- Action item -
Every line in the records below between the one holding "filename src/main.rs" and the one holding "billing::scheduler::spawn(app_state.reconciler.clone(), secs);", inclusive, is to be set down exactly; all other lines are to be left out.

- Source records -
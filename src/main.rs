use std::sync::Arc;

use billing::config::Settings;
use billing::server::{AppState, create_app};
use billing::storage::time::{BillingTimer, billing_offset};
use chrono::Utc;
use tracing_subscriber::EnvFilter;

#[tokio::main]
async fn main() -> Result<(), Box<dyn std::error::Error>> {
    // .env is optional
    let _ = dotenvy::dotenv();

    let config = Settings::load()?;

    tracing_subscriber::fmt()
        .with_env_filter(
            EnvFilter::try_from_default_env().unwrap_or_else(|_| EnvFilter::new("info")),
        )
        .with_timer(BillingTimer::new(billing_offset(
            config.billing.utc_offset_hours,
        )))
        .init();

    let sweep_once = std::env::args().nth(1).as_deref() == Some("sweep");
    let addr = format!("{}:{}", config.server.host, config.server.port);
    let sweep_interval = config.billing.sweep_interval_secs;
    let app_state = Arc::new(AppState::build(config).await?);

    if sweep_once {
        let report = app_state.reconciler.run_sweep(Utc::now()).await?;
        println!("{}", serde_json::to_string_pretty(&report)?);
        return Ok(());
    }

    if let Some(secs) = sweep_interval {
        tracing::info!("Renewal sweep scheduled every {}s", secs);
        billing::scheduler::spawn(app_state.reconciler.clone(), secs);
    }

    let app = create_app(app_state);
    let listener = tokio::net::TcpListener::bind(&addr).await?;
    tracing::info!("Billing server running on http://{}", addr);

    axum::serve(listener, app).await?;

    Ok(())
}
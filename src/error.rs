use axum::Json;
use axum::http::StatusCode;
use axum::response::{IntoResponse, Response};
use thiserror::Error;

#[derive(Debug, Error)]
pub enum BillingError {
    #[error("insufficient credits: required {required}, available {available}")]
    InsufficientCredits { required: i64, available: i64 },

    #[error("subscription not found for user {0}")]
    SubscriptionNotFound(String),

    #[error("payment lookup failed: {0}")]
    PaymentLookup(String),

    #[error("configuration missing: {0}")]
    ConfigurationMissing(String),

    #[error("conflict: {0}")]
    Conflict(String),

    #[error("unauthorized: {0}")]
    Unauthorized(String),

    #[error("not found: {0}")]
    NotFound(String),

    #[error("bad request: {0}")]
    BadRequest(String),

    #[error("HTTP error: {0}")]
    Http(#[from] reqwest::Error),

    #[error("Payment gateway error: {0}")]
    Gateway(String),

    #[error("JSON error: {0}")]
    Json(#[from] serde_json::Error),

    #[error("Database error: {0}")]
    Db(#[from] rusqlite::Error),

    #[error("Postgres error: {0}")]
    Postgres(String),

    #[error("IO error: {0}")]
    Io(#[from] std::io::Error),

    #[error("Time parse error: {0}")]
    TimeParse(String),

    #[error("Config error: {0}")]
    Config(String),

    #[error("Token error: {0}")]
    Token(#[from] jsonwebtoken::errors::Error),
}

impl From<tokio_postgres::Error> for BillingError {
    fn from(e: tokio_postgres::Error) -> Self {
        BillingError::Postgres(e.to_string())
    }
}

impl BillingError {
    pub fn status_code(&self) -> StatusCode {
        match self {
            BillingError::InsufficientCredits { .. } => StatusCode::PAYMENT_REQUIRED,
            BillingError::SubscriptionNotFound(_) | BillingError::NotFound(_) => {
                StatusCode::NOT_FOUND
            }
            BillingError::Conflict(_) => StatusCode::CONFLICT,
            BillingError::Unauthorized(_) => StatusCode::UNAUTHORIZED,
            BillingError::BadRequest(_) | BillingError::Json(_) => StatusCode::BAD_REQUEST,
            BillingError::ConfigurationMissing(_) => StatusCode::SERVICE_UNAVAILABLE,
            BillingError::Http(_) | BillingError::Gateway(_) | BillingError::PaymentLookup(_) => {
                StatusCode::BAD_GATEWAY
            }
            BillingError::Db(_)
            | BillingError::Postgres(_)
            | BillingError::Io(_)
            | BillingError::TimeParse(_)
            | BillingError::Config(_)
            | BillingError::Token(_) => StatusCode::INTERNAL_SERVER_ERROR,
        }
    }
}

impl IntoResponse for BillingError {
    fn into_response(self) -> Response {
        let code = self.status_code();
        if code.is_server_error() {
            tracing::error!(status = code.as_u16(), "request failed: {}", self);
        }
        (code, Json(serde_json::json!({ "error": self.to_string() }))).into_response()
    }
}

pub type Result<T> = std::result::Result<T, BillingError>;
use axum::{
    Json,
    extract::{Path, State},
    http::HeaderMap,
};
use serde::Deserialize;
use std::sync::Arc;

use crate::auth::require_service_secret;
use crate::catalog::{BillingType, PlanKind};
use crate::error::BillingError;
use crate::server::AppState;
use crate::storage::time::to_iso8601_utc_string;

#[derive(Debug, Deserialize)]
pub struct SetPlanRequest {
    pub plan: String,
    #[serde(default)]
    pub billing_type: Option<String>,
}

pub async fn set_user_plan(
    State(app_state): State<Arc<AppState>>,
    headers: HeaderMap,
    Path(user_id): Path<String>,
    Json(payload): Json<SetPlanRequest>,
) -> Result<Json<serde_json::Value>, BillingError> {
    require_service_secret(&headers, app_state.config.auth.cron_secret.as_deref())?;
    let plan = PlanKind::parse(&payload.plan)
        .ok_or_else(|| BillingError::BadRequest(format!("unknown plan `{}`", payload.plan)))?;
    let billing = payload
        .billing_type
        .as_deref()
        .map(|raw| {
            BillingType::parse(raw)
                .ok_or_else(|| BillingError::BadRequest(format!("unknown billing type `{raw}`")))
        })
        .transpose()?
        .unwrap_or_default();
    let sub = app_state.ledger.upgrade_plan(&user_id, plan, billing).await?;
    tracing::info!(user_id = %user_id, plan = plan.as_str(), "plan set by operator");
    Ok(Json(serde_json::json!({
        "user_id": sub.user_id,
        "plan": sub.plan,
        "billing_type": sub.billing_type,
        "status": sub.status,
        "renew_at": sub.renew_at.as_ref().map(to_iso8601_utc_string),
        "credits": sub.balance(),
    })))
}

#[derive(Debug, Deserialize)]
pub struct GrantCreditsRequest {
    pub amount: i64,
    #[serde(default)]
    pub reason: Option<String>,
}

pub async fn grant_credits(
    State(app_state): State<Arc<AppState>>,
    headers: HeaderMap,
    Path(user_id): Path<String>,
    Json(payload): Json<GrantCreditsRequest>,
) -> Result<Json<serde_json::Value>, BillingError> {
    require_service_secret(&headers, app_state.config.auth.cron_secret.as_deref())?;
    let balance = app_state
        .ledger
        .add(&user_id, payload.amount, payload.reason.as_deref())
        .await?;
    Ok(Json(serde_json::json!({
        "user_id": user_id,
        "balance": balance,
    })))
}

* * *

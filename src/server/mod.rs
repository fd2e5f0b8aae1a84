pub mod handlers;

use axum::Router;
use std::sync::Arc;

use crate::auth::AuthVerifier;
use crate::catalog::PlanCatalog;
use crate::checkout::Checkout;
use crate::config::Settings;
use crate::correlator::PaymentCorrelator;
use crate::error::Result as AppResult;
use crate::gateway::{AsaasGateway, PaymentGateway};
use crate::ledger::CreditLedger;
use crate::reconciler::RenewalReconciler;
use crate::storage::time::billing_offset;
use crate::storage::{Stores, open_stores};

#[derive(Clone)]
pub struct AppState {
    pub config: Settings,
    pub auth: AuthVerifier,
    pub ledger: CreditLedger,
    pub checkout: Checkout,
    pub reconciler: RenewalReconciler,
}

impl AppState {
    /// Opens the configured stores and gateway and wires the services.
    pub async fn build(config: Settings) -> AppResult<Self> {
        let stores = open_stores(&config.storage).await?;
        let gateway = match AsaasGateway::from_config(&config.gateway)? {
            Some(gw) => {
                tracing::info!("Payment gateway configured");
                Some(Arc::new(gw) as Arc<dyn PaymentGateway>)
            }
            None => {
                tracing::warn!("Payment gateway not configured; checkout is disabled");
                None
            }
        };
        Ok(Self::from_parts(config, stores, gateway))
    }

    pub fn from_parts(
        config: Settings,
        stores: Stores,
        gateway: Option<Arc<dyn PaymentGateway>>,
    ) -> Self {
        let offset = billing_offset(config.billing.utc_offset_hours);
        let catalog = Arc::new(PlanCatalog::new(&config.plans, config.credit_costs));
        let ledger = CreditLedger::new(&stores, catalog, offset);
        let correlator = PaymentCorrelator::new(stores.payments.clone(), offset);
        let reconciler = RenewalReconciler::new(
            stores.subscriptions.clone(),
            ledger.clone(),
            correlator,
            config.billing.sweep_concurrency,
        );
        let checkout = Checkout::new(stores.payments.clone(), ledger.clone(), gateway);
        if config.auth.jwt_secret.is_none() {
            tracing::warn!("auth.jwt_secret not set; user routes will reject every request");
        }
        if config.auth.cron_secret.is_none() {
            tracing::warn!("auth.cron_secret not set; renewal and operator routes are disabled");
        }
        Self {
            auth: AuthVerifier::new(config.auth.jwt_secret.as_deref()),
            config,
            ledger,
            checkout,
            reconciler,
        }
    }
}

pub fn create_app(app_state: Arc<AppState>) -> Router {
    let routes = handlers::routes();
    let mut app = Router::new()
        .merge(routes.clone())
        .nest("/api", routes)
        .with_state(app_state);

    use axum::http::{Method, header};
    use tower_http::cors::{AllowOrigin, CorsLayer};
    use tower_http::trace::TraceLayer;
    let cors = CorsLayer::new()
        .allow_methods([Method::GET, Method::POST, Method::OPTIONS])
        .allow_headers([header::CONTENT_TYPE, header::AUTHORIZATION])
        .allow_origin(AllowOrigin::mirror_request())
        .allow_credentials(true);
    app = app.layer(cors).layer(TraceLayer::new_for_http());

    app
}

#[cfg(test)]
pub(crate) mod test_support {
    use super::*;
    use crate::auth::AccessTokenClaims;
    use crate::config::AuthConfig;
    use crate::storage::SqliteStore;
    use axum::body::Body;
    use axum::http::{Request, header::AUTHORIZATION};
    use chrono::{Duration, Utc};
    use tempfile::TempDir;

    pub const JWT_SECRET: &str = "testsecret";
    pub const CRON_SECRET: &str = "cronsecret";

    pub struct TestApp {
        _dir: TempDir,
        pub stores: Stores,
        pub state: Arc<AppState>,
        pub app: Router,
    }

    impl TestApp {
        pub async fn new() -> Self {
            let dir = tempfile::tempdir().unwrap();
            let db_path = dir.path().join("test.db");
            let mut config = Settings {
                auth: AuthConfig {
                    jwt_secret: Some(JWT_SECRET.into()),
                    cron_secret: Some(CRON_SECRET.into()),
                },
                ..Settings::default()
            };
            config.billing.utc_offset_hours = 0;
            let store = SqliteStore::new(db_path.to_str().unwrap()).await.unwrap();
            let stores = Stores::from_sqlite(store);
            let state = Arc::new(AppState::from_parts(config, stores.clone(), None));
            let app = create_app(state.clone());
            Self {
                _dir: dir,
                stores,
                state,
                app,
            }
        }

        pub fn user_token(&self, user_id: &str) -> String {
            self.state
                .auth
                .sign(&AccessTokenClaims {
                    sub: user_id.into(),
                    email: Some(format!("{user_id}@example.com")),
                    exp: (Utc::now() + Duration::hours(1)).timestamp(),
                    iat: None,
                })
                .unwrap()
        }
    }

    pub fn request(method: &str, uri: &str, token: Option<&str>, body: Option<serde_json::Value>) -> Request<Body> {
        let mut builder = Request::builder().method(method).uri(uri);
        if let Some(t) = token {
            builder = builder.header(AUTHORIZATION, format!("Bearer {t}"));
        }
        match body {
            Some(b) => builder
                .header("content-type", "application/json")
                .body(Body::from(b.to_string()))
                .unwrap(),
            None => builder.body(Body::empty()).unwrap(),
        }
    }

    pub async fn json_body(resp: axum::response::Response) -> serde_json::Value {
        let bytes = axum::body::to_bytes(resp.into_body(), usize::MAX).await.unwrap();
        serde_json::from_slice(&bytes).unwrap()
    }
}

- Solution for this problem -
filename src/main.rs
use std::sync::Arc;

use billing::config::Settings;
use billing::server::{AppState, create_app};
use billing::storage::time::{BillingTimer, billing_offset};
use chrono::Utc;
use tracing_subscriber::EnvFilter;

#[tokio::main]
async fn main() -> Result<(), Box<dyn std::error::Error>> {
    // .env is optional
    let _ = dotenvy::dotenv();

    let config = Settings::load()?;

    tracing_subscriber::fmt()
        .with_env_filter(
            EnvFilter::try_from_default_env().unwrap_or_else(|_| EnvFilter::new("info")),
        )
        .with_timer(BillingTimer::new(billing_offset(
            config.billing.utc_offset_hours,
        )))
        .init();

    let sweep_once = std::env::args().nth(1).as_deref() == Some("sweep");
    let addr = format!("{}:{}", config.server.host, config.server.port);
    let sweep_interval = config.billing.sweep_interval_secs;
    let app_state = Arc::new(AppState::build(config).await?);

    if sweep_once {
        let report = app_state.reconciler.run_sweep(Utc::now()).await?;
        println!("{}", serde_json::to_string_pretty(&report)?);
        return Ok(());
    }

    if let Some(secs) = sweep_interval {
        tracing::info!("Renewal sweep scheduled every {}s", secs);
        billing::scheduler::spawn(app_state.reconciler.clone(), secs);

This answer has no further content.